- Task objective -
Your answer must contain each line of the listing in which "derive" appears, copied in full.

- Data for the task -
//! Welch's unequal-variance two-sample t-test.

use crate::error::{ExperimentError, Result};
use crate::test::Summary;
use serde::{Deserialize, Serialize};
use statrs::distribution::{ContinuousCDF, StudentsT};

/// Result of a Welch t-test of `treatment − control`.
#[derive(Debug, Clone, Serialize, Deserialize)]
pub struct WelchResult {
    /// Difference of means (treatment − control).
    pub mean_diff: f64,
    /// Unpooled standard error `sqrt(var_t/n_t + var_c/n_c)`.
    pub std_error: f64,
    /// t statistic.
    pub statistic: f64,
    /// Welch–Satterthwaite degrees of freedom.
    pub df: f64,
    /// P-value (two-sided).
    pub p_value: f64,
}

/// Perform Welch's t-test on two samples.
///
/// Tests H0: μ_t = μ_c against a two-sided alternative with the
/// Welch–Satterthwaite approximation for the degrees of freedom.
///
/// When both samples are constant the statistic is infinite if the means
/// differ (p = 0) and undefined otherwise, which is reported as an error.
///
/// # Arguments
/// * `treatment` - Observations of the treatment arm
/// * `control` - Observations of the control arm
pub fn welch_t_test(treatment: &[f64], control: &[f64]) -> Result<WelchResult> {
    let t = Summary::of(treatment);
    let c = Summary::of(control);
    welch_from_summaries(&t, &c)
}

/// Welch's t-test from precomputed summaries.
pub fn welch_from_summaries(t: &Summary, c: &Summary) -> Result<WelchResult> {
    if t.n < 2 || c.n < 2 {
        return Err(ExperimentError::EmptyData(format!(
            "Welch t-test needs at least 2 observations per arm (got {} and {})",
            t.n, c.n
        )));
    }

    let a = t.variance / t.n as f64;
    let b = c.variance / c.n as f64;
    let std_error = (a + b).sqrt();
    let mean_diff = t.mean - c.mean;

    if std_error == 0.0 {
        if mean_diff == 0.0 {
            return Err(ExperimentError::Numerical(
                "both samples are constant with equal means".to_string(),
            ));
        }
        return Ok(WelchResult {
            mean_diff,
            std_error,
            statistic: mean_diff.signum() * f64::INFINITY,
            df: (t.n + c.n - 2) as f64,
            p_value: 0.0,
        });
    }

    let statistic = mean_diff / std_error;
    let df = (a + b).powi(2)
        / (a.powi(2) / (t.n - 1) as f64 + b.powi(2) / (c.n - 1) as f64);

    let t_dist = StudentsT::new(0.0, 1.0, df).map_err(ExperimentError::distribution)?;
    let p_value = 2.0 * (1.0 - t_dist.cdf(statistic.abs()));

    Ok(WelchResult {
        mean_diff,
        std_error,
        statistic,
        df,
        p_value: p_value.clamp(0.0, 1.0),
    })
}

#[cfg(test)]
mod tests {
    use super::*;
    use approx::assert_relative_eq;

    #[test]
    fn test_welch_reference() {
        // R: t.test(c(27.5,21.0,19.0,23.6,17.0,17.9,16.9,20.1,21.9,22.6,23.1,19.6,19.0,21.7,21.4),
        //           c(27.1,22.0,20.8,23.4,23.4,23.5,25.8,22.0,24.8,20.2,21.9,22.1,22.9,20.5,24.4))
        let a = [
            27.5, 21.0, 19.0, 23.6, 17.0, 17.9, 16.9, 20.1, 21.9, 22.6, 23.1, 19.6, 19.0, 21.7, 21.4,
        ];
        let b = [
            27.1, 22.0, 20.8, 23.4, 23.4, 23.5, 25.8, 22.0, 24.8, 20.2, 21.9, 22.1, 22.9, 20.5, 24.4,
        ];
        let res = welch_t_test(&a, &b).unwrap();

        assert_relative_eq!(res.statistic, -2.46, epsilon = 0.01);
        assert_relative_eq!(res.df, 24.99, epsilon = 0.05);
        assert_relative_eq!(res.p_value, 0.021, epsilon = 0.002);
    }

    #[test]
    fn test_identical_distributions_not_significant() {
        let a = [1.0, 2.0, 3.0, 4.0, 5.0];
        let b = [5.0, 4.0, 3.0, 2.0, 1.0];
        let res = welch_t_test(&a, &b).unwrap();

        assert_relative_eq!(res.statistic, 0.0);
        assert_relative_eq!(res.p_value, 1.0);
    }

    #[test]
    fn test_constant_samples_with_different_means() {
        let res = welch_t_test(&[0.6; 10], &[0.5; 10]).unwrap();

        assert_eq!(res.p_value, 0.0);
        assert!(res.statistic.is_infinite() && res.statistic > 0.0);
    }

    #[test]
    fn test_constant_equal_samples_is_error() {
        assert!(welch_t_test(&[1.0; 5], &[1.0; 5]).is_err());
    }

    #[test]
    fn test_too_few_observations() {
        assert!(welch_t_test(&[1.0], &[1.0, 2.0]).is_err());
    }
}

--

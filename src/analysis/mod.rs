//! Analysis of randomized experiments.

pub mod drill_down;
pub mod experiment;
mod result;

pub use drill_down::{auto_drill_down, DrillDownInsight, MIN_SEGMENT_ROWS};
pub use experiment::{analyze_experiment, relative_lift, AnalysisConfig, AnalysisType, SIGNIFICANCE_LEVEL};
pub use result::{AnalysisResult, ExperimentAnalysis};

---

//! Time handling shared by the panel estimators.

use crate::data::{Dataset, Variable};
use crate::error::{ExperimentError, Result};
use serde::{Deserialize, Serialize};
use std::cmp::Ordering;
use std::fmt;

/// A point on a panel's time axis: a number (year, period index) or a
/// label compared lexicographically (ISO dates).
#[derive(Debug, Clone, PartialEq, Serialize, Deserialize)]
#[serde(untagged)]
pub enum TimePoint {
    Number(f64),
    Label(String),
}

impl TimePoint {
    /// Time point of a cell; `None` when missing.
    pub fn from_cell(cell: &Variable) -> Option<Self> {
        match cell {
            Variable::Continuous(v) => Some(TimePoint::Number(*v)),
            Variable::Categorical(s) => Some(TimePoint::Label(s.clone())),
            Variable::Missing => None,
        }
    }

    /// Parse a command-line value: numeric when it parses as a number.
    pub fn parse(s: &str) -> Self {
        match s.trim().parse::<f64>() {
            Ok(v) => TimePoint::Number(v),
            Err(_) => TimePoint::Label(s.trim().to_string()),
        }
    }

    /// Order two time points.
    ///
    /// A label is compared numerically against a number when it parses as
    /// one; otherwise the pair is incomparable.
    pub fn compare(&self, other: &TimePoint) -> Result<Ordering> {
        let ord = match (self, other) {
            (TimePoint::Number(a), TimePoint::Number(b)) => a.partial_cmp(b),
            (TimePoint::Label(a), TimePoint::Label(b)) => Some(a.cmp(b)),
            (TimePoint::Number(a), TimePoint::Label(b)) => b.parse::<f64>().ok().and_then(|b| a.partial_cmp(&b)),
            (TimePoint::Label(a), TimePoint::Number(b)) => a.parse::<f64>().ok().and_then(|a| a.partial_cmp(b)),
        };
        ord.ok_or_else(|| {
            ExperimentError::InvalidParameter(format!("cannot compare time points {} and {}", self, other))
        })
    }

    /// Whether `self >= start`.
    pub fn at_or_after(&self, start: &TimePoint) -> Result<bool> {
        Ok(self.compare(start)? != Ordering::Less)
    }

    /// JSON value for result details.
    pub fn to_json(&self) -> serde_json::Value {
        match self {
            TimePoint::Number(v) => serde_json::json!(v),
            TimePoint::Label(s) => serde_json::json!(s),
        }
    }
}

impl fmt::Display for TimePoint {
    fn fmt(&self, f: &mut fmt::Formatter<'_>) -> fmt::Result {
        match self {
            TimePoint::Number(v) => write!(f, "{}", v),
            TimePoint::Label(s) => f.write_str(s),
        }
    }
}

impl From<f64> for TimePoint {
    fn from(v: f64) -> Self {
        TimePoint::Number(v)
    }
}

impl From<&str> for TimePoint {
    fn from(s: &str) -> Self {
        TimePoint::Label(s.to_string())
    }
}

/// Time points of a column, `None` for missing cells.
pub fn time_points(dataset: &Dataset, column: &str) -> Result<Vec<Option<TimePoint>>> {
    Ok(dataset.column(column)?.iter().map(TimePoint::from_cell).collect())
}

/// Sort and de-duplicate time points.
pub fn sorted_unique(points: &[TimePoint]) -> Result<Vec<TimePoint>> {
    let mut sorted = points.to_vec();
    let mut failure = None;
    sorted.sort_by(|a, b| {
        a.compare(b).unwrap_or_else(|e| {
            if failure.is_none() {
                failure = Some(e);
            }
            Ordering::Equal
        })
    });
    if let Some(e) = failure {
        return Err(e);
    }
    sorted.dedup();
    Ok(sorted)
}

- Answer to the problem -
#[derive(Debug, Clone, Serialize, Deserialize)]
#[derive(Debug, Clone, PartialEq, Serialize, Deserialize)]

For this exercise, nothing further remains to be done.